Subject to the discussion below under “Backup Withholding Tax and Information Reporting Requirements,” if you are a Non-U.S. Holder, you will not be subject to United States federal income, or withholding, tax on any gain realized on the sale or exchange of your ADSs unless:
•such gain is effectively connected with your conduct of a trade or business in the United States (and, if required by an applicable income tax treaty, is attributable to a permanent establishment or fixed base); or
•you are an individual and have been present in the United States for 183 days or more in the taxable year of such sale or exchange and certain other conditions are met.
Passive Foreign Investment Company Considerations
A non-U.S. corporation will be classified as a “passive foreign investment company,” or a PFIC, for United States federal income tax purposes for any taxable year in which, after applying certain look-through rules, either
•at least 75% of its gross income is “passive income;” or
•at least 50% of the average value of its gross assets is attributable to assets that produce “passive income” or are held for the production of passive income.
Passive income for this purpose includes dividends, interest, royalties, rents, gains from commodities and securities transactions and the excess of gains over losses from the disposition of assets which produce passive income, including amounts derived by reason of the investment of funds raised in offerings of the ADSs.
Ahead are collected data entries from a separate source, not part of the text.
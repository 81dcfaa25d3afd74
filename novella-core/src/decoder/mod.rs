//! Decoders for turning uploaded files into parsed books

mod container;
mod content;
mod cover;
mod epub;
mod package;
mod xml;

pub use container::{
    has_zip_signature, ArchiveEntry, Container, ContainerLimits, CONTAINER_PATH, ZIP_SIGNATURE,
};
pub use content::{ContentExtractor, ContentMode};
pub use cover::{
    cover_item, decode_data_uri, encode_data_uri, extension_for_mime, resolve_cover,
    sniff_image_mime, FALLBACK_IMAGE_MIME,
};
pub use epub::EpubDecoder;
pub use package::{parse_package, resolve_href};

/// Extension accepted for uploads, compared case-insensitively
pub const EPUB_EXTENSION: &str = "epub";

/// Whether a file name carries the EPUB extension
pub fn has_supported_extension(filename: &str) -> bool {
    std::path::Path::new(filename)
        .extension()
        .and_then(|e| e.to_str())
        .map(|ext| ext.eq_ignore_ascii_case(EPUB_EXTENSION))
        .unwrap_or(false)
}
If a non-U.S. corporation owns at least 25% by value of the stock of another corporation, the non-U.S. corporation is treated for purposes of the PFIC tests as owning its proportionate share of the assets of the other corporation and as receiving directly its proportionate share of the other corporation’s income.
Based on the character of our gross income and the average value of our passive assets relative to the gross value of our assets for the taxable year ended December 31, 2024, we do not believe we were a PFIC for 2024. Because PFIC status is determined annually based on our income, assets and activities for the entire taxable year, it is not possible to determine whether we will be characterized as a PFIC for 2025 or any other future year until after the close of that year and our PFIC status may change from year to year. In addition, because the market price of the ADSs (which has fluctuated and is likely to fluctuate in the future) may affect the determination of whether we are a PFIC, it is difficult to predict whether we will be a PFIC for the current taxable year or any future year and there can be no assurance that we will not be a PFIC for any taxable year. If our market capitalization declines while we hold a substantial amount of cash and cash-equivalents for any taxable year we may be a PFIC for that taxable year. Under the income test, our status as a PFIC depends on the composition of our income for the relevant taxable year
which will depend on the transactions we enter into in the future and our corporate structure. The composition of our income and assets is also affected by how we spend the cash we raise in any offering, including this offering. Even if we determine that we are not a PFIC after the close of a taxable year, there can be no assurance that the IRS will agree with our conclusion. Furthermore, because there are uncertainties in the application of the relevant rules, it is possible that the IRS may challenge our classification of certain income and assets as nonpassive or our valuation of our tangible and intangible assets, each of which may result in us being treated as a PFIC for any prior taxable year or us becoming a PFIC for our current taxable year or any future taxable years. Accordingly, our U.S. counsel expresses no opinion with respect to our PFIC status for any prior, the current, or any future taxable year.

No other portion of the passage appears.